Türkiye'de 1998 yılında Tarım ve Köy İşleri Bakanlığı tarafından çiftçilere yönelik düzenlenen kurs sayısı 12.915 ve katılan çiftçi sayısı 279.565'dir. Yine 1998 yılında TKB hizmet içi eğitim çalışması olarak 1.126 adet kurs açılmış ve 13.805 personel katılmıştır.

Ülke genelinde gereksinimin çok Üzerinde ve daha çok politik mülahazalarla ziraat fakültesinin açılması hem eğitimin kalitesine olumsuz etki yapmış hem de istihdam problemleri ortaya çıkarmıştır.
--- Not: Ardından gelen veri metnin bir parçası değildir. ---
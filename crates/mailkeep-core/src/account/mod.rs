//! Accounts and their secrets.

pub mod credentials;
mod model;

pub use credentials::{
    CredentialError, CredentialResult, CredentialStore, KeyringStore, MemoryStore,
};
pub use model::{
    Account, AccountId, DEFAULT_IMAP_PORT, DEFAULT_POP3_PORT, DEFAULT_SMTP_PORT, IncomingServer,
    ServerType,
};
Öğretim üyelerinin ders yükü azaltılmalı ve araştırmaya ayırdığı zamanı artırmak için gerekli önlemler alınmalıdır. Fakültelere araştırma görevlisi alımlarında merkezi sınav sistemi uygulanmalıdır. AR- GE faaliyetlerinin teşvik edilmesi, somut araştırma hedeflerine yönelik araştırmaların yapılması ve sonuçların öğretim programlarına aktarılması gerekmektedir.
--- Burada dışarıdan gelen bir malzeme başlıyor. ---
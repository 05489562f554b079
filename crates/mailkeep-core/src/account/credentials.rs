//! Secret storage for account passwords.
//!
//! Passwords are stored only through a [`CredentialStore`], keyed by
//! account id. [`KeyringStore`] uses the platform's native storage:
//! - Linux: Secret Service (GNOME Keyring, `KWallet`)
//! - macOS: Keychain
//! - Windows: Credential Manager

use std::collections::HashMap;
use std::sync::{Mutex, PoisonError};

use keyring::Entry;
use tracing::{debug, warn};

/// Service name used for keyring entries.
pub const SERVICE_NAME: &str = "mailkeep";

/// Error type for credential operations.
#[derive(Debug, thiserror::Error)]
pub enum CredentialError {
    /// Nothing is stored under the key.
    #[error("No credential stored for {0}")]
    NotFound(String),

    /// Failed to access keyring.
    #[error("Keyring error: {0}")]
    Keyring(#[from] keyring::Error),
}

/// Result type for credential operations.
pub type CredentialResult<T> = std::result::Result<T, CredentialError>;

/// Storage for secrets keyed by account id.
pub trait CredentialStore: Send + Sync {
    /// Stores a secret, replacing any existing one.
    ///
    /// # Errors
    ///
    /// Returns an error if the backing store fails.
    fn save(&self, secret: &str, key: &str) -> CredentialResult<()>;

    /// Reads a secret.
    ///
    /// # Errors
    ///
    /// Returns `NotFound` if nothing is stored under `key`.
    fn retrieve(&self, key: &str) -> CredentialResult<String>;

    /// Replaces an existing secret.
    ///
    /// # Errors
    ///
    /// Returns `NotFound` if nothing is stored under `key`.
    fn update(&self, secret: &str, key: &str) -> CredentialResult<()>;

    /// Removes a secret. Removing a missing secret succeeds.
    ///
    /// # Errors
    ///
    /// Returns an error if the backing store fails.
    fn delete(&self, key: &str) -> CredentialResult<()>;
}

/// Credential store backed by the system keyring.
#[derive(Debug, Clone)]
pub struct KeyringStore {
    service: String,
}

impl KeyringStore {
    /// Creates a store using a custom keyring service name.
    #[must_use]
    pub fn new(service: impl Into<String>) -> Self {
        Self {
            service: service.into(),
        }
    }

    fn entry(&self, key: &str) -> CredentialResult<Entry> {
        Ok(Entry::new(&self.service, key)?)
    }
}

impl Default for KeyringStore {
    fn default() -> Self {
        Self::new(SERVICE_NAME)
    }
}

impl CredentialStore for KeyringStore {
    fn save(&self, secret: &str, key: &str) -> CredentialResult<()> {
        self.entry(key)?.set_password(secret)?;
        debug!("Stored credential for {key}");
        Ok(())
    }

    fn retrieve(&self, key: &str) -> CredentialResult<String> {
        match self.entry(key)?.get_password() {
            Ok(secret) => Ok(secret),
            Err(keyring::Error::NoEntry) => {
                debug!("No credential found for {key}");
                Err(CredentialError::NotFound(key.to_string()))
            }
            Err(e) => Err(e.into()),
        }
    }

    fn update(&self, secret: &str, key: &str) -> CredentialResult<()> {
        let entry = self.entry(key)?;
        match entry.get_password() {
            Ok(_) => {
                entry.set_password(secret)?;
                debug!("Updated credential for {key}");
                Ok(())
            }
            Err(keyring::Error::NoEntry) => Err(CredentialError::NotFound(key.to_string())),
            Err(e) => Err(e.into()),
        }
    }

    fn delete(&self, key: &str) -> CredentialResult<()> {
        match self.entry(key)?.delete_credential() {
            Ok(()) => debug!("Deleted credential for {key}"),
            Err(keyring::Error::NoEntry) => debug!("No credential to delete for {key}"),
            Err(e) => {
                warn!("Failed to delete credential for {key}: {e}");
                return Err(e.into());
            }
        }
        Ok(())
    }
}

/// Credential store that keeps secrets in process memory.
///
/// Nothing is written anywhere; secrets are gone when the store is dropped.
#[derive(Debug, Default)]
pub struct MemoryStore {
    secrets: Mutex<HashMap<String, String>>,
}

impl MemoryStore {
    /// Creates an empty store.
    #[must_use]
    pub fn new() -> Self {
        Self::default()
    }

    fn with_secrets<T>(&self, f: impl FnOnce(&mut HashMap<String, String>) -> T) -> T {
        let mut secrets = self.secrets.lock().unwrap_or_else(PoisonError::into_inner);
        f(&mut secrets)
    }
}

impl CredentialStore for MemoryStore {
    fn save(&self, secret: &str, key: &str) -> CredentialResult<()> {
        self.with_secrets(|secrets| secrets.insert(key.to_string(), secret.to_string()));
        Ok(())
    }

    fn retrieve(&self, key: &str) -> CredentialResult<String> {
        self.with_secrets(|secrets| secrets.get(key).cloned())
            .ok_or_else(|| CredentialError::NotFound(key.to_string()))
    }

    fn update(&self, secret: &str, key: &str) -> CredentialResult<()> {
        self.with_secrets(|secrets| {
            secrets.get_mut(key).map(|stored| {
                *stored = secret.to_string();
            })
        })
        .ok_or_else(|| CredentialError::NotFound(key.to_string()))
    }

    fn delete(&self, key: &str) -> CredentialResult<()> {
        self.with_secrets(|secrets| secrets.remove(key));
        Ok(())
    }
}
Tarımsal yayım kurumları, tarımsal araştırma kurumları, tarımsal eğitim kurumları ve Üreticilerin kendi birimleri ve birbirleri arasındaki iletişimi, ileriye ve geriye bilgi akışı, gelişen teknoloji doğrultusunda en yüksek faydayı yaratacak şekilde düzenlenmelidir.